In this study one of the possible limitations was the definition used for attributing a causal pathogen to an outbreak, where we assigned a pathogen as causal if only that pathogen was identified in that outbreak. This is a point of difference from other studies in similar settings [25] which have used previous Centers for Disease Control and Prevention (CDC) definitions that require two or more stool samples with an aetiological agent to assign it as a cause [30]. One effect of using our study definition may be that it is less specific and incorrectly allocates outbreaks not caused by that pathogen. However, we believe our approach is justified as it is consistent with the more recent surveillance definition for norovirus gastroenteritis used by CDC for long-term care facilities [31].

Another possible limitation was that we did not include staff in the care home population size or attack rate. We made this decision due to our concern of under- or over-reporting illness in care home staff. This could have biased our findings relating to attack rates, as the attack rate may have been reduced/inflated for those homes with a higher proportion of staff. We did however include staffing levels with our analysis by including the ratio of residents to staff in the home.

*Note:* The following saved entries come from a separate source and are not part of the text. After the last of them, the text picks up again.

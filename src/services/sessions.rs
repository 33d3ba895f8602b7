// SPDX-License-Identifier: MIT
// Copyright 2026 Roland Dreier <roland@rolandd.dev>

//! Session lifecycle: registration, login, refresh rotation and logout.
//!
//! All state lives in the [`UserStore`](crate::db::UserStore); every step
//! that changes it is a single atomic store call keyed by user id.

use crate::config::Config;
use crate::db::{email_taken, username_taken, SharedUserStore};
use crate::error::{AppError, TokenErrorKind};
use crate::models::{LockoutPolicy, NewUser, ProfileChanges, PublicUser, RefreshTokenEntry, User};
use crate::services::password::PasswordHasher;
use crate::services::tokens::{TokenIssuer, TokenPair, TokenType};
use crate::services::validation::{
    check, ChangePasswordRequest, LoginRequest, ProfileUpdateRequest, RegisterRequest,
};
use crate::time_utils::{format_utc_rfc3339, Clock};
use chrono::Duration;
use ring::rand::{SecureRandom, SystemRandom};
use serde::Serialize;
use std::sync::Arc;

/// A signed-in user and their fresh tokens.
#[derive(Debug, Clone, Serialize)]
pub struct AuthSession {
    pub user: PublicUser,
    pub tokens: TokenPair,
}

pub struct SessionManager {
    store: SharedUserStore,
    hasher: PasswordHasher,
    tokens: Arc<TokenIssuer>,
    policy: LockoutPolicy,
    retention: Duration,
    clock: Arc<dyn Clock>,
    rng: SystemRandom,
}

impl SessionManager {
    pub fn new(
        config: &Config,
        store: SharedUserStore,
        tokens: Arc<TokenIssuer>,
        clock: Arc<dyn Clock>,
    ) -> Self {
        Self {
            store,
            hasher: PasswordHasher::new(config.bcrypt_cost),
            tokens,
            policy: LockoutPolicy {
                max_attempts: config.max_login_attempts,
                lock_duration: config.lock_duration,
            },
            retention: config.refresh_token_retention,
            clock,
            rng: SystemRandom::new(),
        }
    }

    /// Create an account and sign it in.
    pub async fn register(&self, request: RegisterRequest) -> Result<AuthSession, AppError> {
        let request = request.normalized();
        check(&request)?;

        // Known duplicates are refused before hashing; insert_user still decides races
        if self.store.find_by_email(&request.email).await?.is_some() {
            return Err(email_taken());
        }
        if self.store.find_by_username(&request.username).await?.is_some() {
            return Err(username_taken());
        }

        let password_hash = self.hasher.hash(&request.password).await?;
        let now = self.clock.now();

        let mut user = User::create(
            self.new_user_id()?,
            NewUser {
                username: request.username,
                email: request.email,
                password_hash,
                first_name: request.first_name,
                last_name: request.last_name,
            },
            now,
        );
        user.last_login = Some(now);

        let user = self.store.insert_user(user).await?;
        let tokens = self.tokens.issue_pair(&user)?;
        self.store
            .push_refresh_token(
                &user.id,
                RefreshTokenEntry::new(tokens.refresh_token.clone(), now),
                now,
                self.retention,
            )
            .await?;

        tracing::info!(user_id = %user.id, username = %user.username, "User registered");

        Ok(AuthSession {
            user: PublicUser::from(&user),
            tokens,
        })
    }

    /// Authenticate with email-or-username and password.
    ///
    /// Unknown identifiers and wrong passwords both yield `InvalidCredentials`.
    pub async fn login(&self, request: LoginRequest) -> Result<AuthSession, AppError> {
        let request = request.normalized();
        check(&request)?;

        let Some(user) = self.store.find_by_identifier(&request.identifier).await? else {
            tracing::info!("Login rejected: unknown identifier");
            return Err(AppError::InvalidCredentials);
        };

        let now = self.clock.now();
        if user.is_locked_at(now) {
            tracing::info!(user_id = %user.id, "Login rejected: account locked");
            return Err(AppError::AccountLocked);
        }
        if !user.is_active {
            tracing::info!(user_id = %user.id, "Login rejected: account deactivated");
            return Err(AppError::AccountDeactivated);
        }

        if !self
            .hasher
            .verify(&request.password, &user.password_hash)
            .await
        {
            let updated = self
                .store
                .record_failed_login(&user.id, self.policy, now)
                .await?;
            match updated.lock_until.filter(|_| updated.is_locked_at(now)) {
                Some(until) => tracing::warn!(
                    user_id = %user.id,
                    attempts = updated.login_attempts,
                    lock_until = %format_utc_rfc3339(until),
                    "Account locked after failed logins"
                ),
                None => tracing::info!(
                    user_id = %user.id,
                    attempts = updated.login_attempts,
                    "Login rejected: wrong password"
                ),
            }
            return Err(AppError::InvalidCredentials);
        }

        let tokens = self.tokens.issue_pair(&user)?;
        self.store
            .record_successful_login(
                &user.id,
                RefreshTokenEntry::new(tokens.refresh_token.clone(), now),
                now,
                self.retention,
            )
            .await?;

        let mut user = user;
        user.login_attempts = 0;
        user.lock_until = None;
        user.last_login = Some(now);

        tracing::info!(user_id = %user.id, username = %user.username, "Login successful");

        Ok(AuthSession {
            user: PublicUser::from(&user),
            tokens,
        })
    }

    /// Exchange a refresh token for a new pair, revoking the presented one.
    pub async fn refresh(&self, refresh_token: &str) -> Result<TokenPair, AppError> {
        let claims = self.tokens.verify_refresh(refresh_token)?;
        if claims.token_type != TokenType::Refresh {
            return Err(AppError::InvalidToken(TokenErrorKind::WrongType));
        }

        let user = self
            .store
            .get_user(&claims.id)
            .await?
            .ok_or(AppError::UserNotFound)?;

        let now = self.clock.now();
        let tokens = self.tokens.issue_pair(&user)?;
        self.store
            .rotate_refresh_token(
                &user.id,
                refresh_token,
                RefreshTokenEntry::new(tokens.refresh_token.clone(), now),
                now,
                self.retention,
            )
            .await
            .inspect_err(|e| {
                if matches!(e, AppError::TokenRevoked) {
                    tracing::warn!(user_id = %user.id, "Refresh rejected: token not held");
                }
            })?;

        tracing::debug!(user_id = %user.id, "Refresh token rotated");
        Ok(tokens)
    }

    /// Revoke one refresh token. Revoking an unknown token is not an error.
    pub async fn logout(&self, user_id: &str, refresh_token: Option<&str>) -> Result<(), AppError> {
        if let Some(token) = refresh_token {
            let removed = self
                .store
                .remove_refresh_token(user_id, token, self.clock.now())
                .await?;
            tracing::info!(user_id, removed, "User logged out");
        }
        Ok(())
    }

    /// Revoke every refresh token held by the user.
    pub async fn logout_all(&self, user_id: &str) -> Result<usize, AppError> {
        let count = self
            .store
            .clear_refresh_tokens(user_id, self.clock.now())
            .await?;
        tracing::info!(user_id, sessions = count, "User logged out from all devices");
        Ok(count)
    }

    pub async fn profile(&self, user_id: &str) -> Result<PublicUser, AppError> {
        let user = self
            .store
            .get_user(user_id)
            .await?
            .ok_or(AppError::UserNotFound)?;
        Ok(PublicUser::from(&user))
    }

    pub async fn update_profile(
        &self,
        user_id: &str,
        request: ProfileUpdateRequest,
    ) -> Result<PublicUser, AppError> {
        let request = request.normalized();
        check(&request)?;

        let user = self
            .store
            .update_profile(
                user_id,
                ProfileChanges {
                    email: request.email,
                    first_name: request.first_name,
                    last_name: request.last_name,
                },
                self.clock.now(),
            )
            .await?;

        tracing::info!(user_id, "Profile updated");
        Ok(PublicUser::from(&user))
    }

    /// Replace the password after checking the current one.
    ///
    /// Every refresh token is revoked, so other devices must sign in again.
    pub async fn change_password(
        &self,
        user_id: &str,
        request: ChangePasswordRequest,
    ) -> Result<(), AppError> {
        check(&request)?;

        let user = self
            .store
            .get_user(user_id)
            .await?
            .ok_or(AppError::UserNotFound)?;

        if !self
            .hasher
            .verify(&request.current_password, &user.password_hash)
            .await
        {
            return Err(AppError::InvalidCredentials);
        }

        let password_hash = self.hasher.hash(&request.new_password).await?;
        self.store
            .set_password_hash(user_id, password_hash, self.clock.now())
            .await?;

        tracing::info!(user_id, "Password changed, sessions revoked");
        Ok(())
    }

    fn new_user_id(&self) -> Result<String, AppError> {
        let mut bytes = [0u8; 12];
        self.rng
            .fill(&mut bytes)
            .map_err(|_| AppError::Internal(anyhow::anyhow!("Failed to generate user id")))?;
        Ok(hex::encode(bytes))
    }
}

Comparing these results in the context of international literature is difficult due to the different methods of surveillance for outbreaks, varying sampling regimes and the range of different pathogens tested for using a range of methodologies. However, our findings were broadly consistent with other studies which found similar percentage of norovirus outbreaks in other settings such as: Oregon (77%) [32], the Netherlands (78%) [8] and south west England (74%) [26]. Comprehensive surveillance of such outbreaks in Australia (40%) [25] and France (36%) [21], found lower percentages attributed to norovirus, although a direct comparison is difficult ask Kirk et al. defined an outbreak as being caused by norovirus only if at least two samples were positive. The percentage of care home outbreaks attributed to norovirus in our study is substantially higher than the estimated prevalence of norovirus found in sporadic cases of acute gastroenteritis in the community in a worldwide meta-analysis (24%) [33]. This may reflect the increased susceptibility of care home residents [6], the opportunities for transmission [2] and the difficulty of implementing effective infection control measures in such a setting [23].

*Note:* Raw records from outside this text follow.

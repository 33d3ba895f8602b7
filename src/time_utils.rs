// SPDX-License-Identifier: MIT
// Copyright 2026 Roland Dreier <roland@rolandd.dev>

//! Shared helpers for date/time handling.
//!
//! Session and lockout logic reads the current time through [`Clock`] so
//! tests can move time forward without sleeping.

use chrono::{DateTime, Duration, SecondsFormat, Utc};
use std::sync::atomic::{AtomicI64, Ordering};

/// Source of the current time.
pub trait Clock: Send + Sync {
    fn now(&self) -> DateTime<Utc>;
}

/// Wall-clock time.
#[derive(Debug, Default, Clone, Copy)]
pub struct SystemClock;

impl Clock for SystemClock {
    fn now(&self) -> DateTime<Utc> {
        Utc::now()
    }
}

/// A clock that only moves when told to.
#[derive(Debug)]
pub struct ManualClock {
    millis: AtomicI64,
}

impl ManualClock {
    pub fn new(start: DateTime<Utc>) -> Self {
        Self {
            millis: AtomicI64::new(start.timestamp_millis()),
        }
    }

    /// Start at the current wall-clock time.
    pub fn starting_now() -> Self {
        Self::new(Utc::now())
    }

    pub fn advance(&self, by: Duration) {
        self.millis.fetch_add(by.num_milliseconds(), Ordering::SeqCst);
    }

    pub fn set(&self, to: DateTime<Utc>) {
        self.millis.store(to.timestamp_millis(), Ordering::SeqCst);
    }
}

impl Clock for ManualClock {
    fn now(&self) -> DateTime<Utc> {
        DateTime::from_timestamp_millis(self.millis.load(Ordering::SeqCst)).unwrap_or_default()
    }
}

/// Format a UTC timestamp as RFC3339 using a `Z` suffix.
pub fn format_utc_rfc3339(date: DateTime<Utc>) -> String {
    date.to_rfc3339_opts(SecondsFormat::Secs, true)
}

#[cfg(test)]
mod tests {
    use super::*;
    use chrono::TimeZone;

    #[test]
    fn test_manual_clock_advances() {
        let start = Utc.with_ymd_and_hms(2026, 3, 1, 12, 0, 0).unwrap();
        let clock = ManualClock::new(start);
        assert_eq!(clock.now(), start);

        clock.advance(Duration::minutes(121));
        assert_eq!(clock.now(), start + Duration::minutes(121));

        clock.set(start);
        assert_eq!(format_utc_rfc3339(clock.now()), "2026-03-01T12:00:00Z");
    }
}
// SPDX-License-Identifier: MIT
// Copyright 2026 Roland Dreier <roland@rolandd.dev>

//! Application error types with consistent API responses.

use axum::{
    http::StatusCode,
    response::{IntoResponse, Response},
    Json,
};
use serde::Serialize;

/// Why a token failed verification.
#[derive(Debug, Clone, Copy, PartialEq, Eq)]
pub enum TokenErrorKind {
    /// Past its `exp` claim.
    Expired,
    /// Signed with a different key.
    BadSignature,
    /// Not decodable, or issuer/audience do not match.
    Malformed,
    /// Verified, but carries the wrong `type` claim for this use.
    WrongType,
}

impl TokenErrorKind {
    /// Client-facing code. Only expiry is distinguished, so clients know
    /// when a refresh is worth attempting.
    pub fn code(self) -> &'static str {
        match self {
            TokenErrorKind::Expired => "TOKEN_EXPIRED",
            _ => "INVALID_TOKEN",
        }
    }

    /// Finer-grained cause, sent as `reason` next to `code`.
    pub fn reason(self) -> &'static str {
        match self {
            TokenErrorKind::Expired => "TOKEN_EXPIRED",
            TokenErrorKind::BadSignature => "INVALID_SIGNATURE",
            TokenErrorKind::Malformed => "MALFORMED",
            TokenErrorKind::WrongType => "WRONG_TYPE",
        }
    }

    fn message(self) -> &'static str {
        match self {
            TokenErrorKind::Expired => "Token has expired",
            TokenErrorKind::BadSignature => "Invalid token signature",
            TokenErrorKind::Malformed => "Invalid or malformed token",
            TokenErrorKind::WrongType => "Invalid token type",
        }
    }
}

/// Why the auth gate rejected a request.
#[derive(Debug, Clone, Copy, PartialEq, Eq)]
pub enum UnauthorizedReason {
    MissingToken,
    InvalidToken(TokenErrorKind),
    UserNotFound,
    Deactivated,
    Locked,
}

impl UnauthorizedReason {
    fn message(self) -> &'static str {
        match self {
            UnauthorizedReason::MissingToken => "Access token is required",
            UnauthorizedReason::InvalidToken(kind) => kind.message(),
            UnauthorizedReason::UserNotFound => "User not found",
            UnauthorizedReason::Deactivated => "Account is deactivated",
            UnauthorizedReason::Locked => {
                "Account is temporarily locked due to multiple failed login attempts"
            }
        }
    }

    fn code(self) -> &'static str {
        match self {
            UnauthorizedReason::InvalidToken(kind) => kind.code(),
            _ => "UNAUTHORIZED",
        }
    }
}

/// A single failed input check.
#[derive(Debug, Clone, PartialEq, Eq, Serialize)]
pub struct FieldError {
    pub field: String,
    pub message: String,
}

/// Application error type that converts to HTTP responses.
#[derive(Debug, thiserror::Error)]
pub enum AppError {
    #[error("Validation failed")]
    ValidationFailed(Vec<FieldError>),

    #[error("{0}")]
    DuplicateIdentity(String),

    #[error("Invalid credentials")]
    InvalidCredentials,

    #[error("Account is temporarily locked due to multiple failed login attempts")]
    AccountLocked,

    #[error("Account is deactivated")]
    AccountDeactivated,

    #[error("Invalid token: {0:?}")]
    InvalidToken(TokenErrorKind),

    #[error("Invalid refresh token")]
    TokenRevoked,

    #[error("User not found")]
    UserNotFound,

    #[error("Unauthorized: {0:?}")]
    Unauthorized(UnauthorizedReason),

    #[error("Insufficient permissions")]
    Forbidden,

    #[error("{0}")]
    BadRequest(String),

    #[error("Store unavailable: {0}")]
    StoreUnavailable(String),

    #[error("Internal server error: {0}")]
    Internal(#[from] anyhow::Error),
}

impl AppError {
    /// Machine-readable code sent to clients alongside the message.
    pub fn code(&self) -> &'static str {
        match self {
            AppError::ValidationFailed(_) => "VALIDATION_FAILED",
            AppError::DuplicateIdentity(_) => "DUPLICATE_IDENTITY",
            AppError::InvalidCredentials => "INVALID_CREDENTIALS",
            AppError::AccountLocked => "ACCOUNT_LOCKED",
            AppError::AccountDeactivated => "ACCOUNT_DEACTIVATED",
            AppError::InvalidToken(kind) => kind.code(),
            AppError::TokenRevoked => "TOKEN_REVOKED",
            AppError::UserNotFound => "USER_NOT_FOUND",
            AppError::Unauthorized(reason) => reason.code(),
            AppError::Forbidden => "FORBIDDEN",
            AppError::BadRequest(_) => "BAD_REQUEST",
            AppError::StoreUnavailable(_) => "STORE_UNAVAILABLE",
            AppError::Internal(_) => "INTERNAL_ERROR",
        }
    }

    pub fn status(&self) -> StatusCode {
        match self {
            AppError::ValidationFailed(_) | AppError::BadRequest(_) => StatusCode::BAD_REQUEST,
            AppError::DuplicateIdentity(_) => StatusCode::CONFLICT,
            AppError::AccountLocked => StatusCode::LOCKED,
            AppError::InvalidCredentials
            | AppError::AccountDeactivated
            | AppError::InvalidToken(_)
            | AppError::TokenRevoked
            | AppError::UserNotFound
            | AppError::Unauthorized(_) => StatusCode::UNAUTHORIZED,
            AppError::Forbidden => StatusCode::FORBIDDEN,
            AppError::StoreUnavailable(_) | AppError::Internal(_) => {
                StatusCode::INTERNAL_SERVER_ERROR
            }
        }
    }

    /// Sub-kind for token failures, `None` for everything else.
    pub fn reason(&self) -> Option<&'static str> {
        match self {
            AppError::InvalidToken(kind)
            | AppError::Unauthorized(UnauthorizedReason::InvalidToken(kind)) => Some(kind.reason()),
            _ => None,
        }
    }

    fn client_message(&self) -> String {
        match self {
            AppError::Unauthorized(reason) => reason.message().to_string(),
            AppError::InvalidToken(kind) => kind.message().to_string(),
            AppError::StoreUnavailable(_) | AppError::Internal(_) => {
                "Internal server error".to_string()
            }
            other => other.to_string(),
        }
    }
}

/// JSON error response body
#[derive(Serialize)]
struct ErrorResponse {
    success: bool,
    message: String,
    code: &'static str,
    #[serde(skip_serializing_if = "Option::is_none")]
    reason: Option<&'static str>,
    #[serde(skip_serializing_if = "Option::is_none")]
    errors: Option<Vec<FieldError>>,
}

impl IntoResponse for AppError {
    fn into_response(self) -> Response {
        let status = self.status();

        match &self {
            AppError::StoreUnavailable(msg) => {
                tracing::error!(error = %msg, "Store unavailable");
            }
            AppError::Internal(err) => {
                tracing::error!(error = %err, "Internal server error");
            }
            _ => {}
        }

        let errors = match &self {
            AppError::ValidationFailed(errors) => Some(errors.clone()),
            _ => None,
        };

        let body = ErrorResponse {
            success: false,
            message: self.client_message(),
            code: self.code(),
            reason: self.reason(),
            errors,
        };

        (status, Json(body)).into_response()
    }
}

/// Result type alias for handlers
pub type Result<T> = std::result::Result<T, AppError>;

In this study, we quantified the percentage of care home gastroenteritis outbreaks attributed to norovirus and other pathogens. We found that norovirus caused 64% of outbreaks where a pathogen was identified and that further 27% of care home outbreaks were caused by a different viral pathogen. Given this evidence, we emphasize the importance of non-specific outbreak interventions such as good hygiene, prompt reporting and strong infection control procedures that can affect the impact of all such outbreaks. However, norovirus-specific interventions (such as a norovirus vaccine) could prevent up to two thirds of outbreaks, that are associated with the highest attack rates.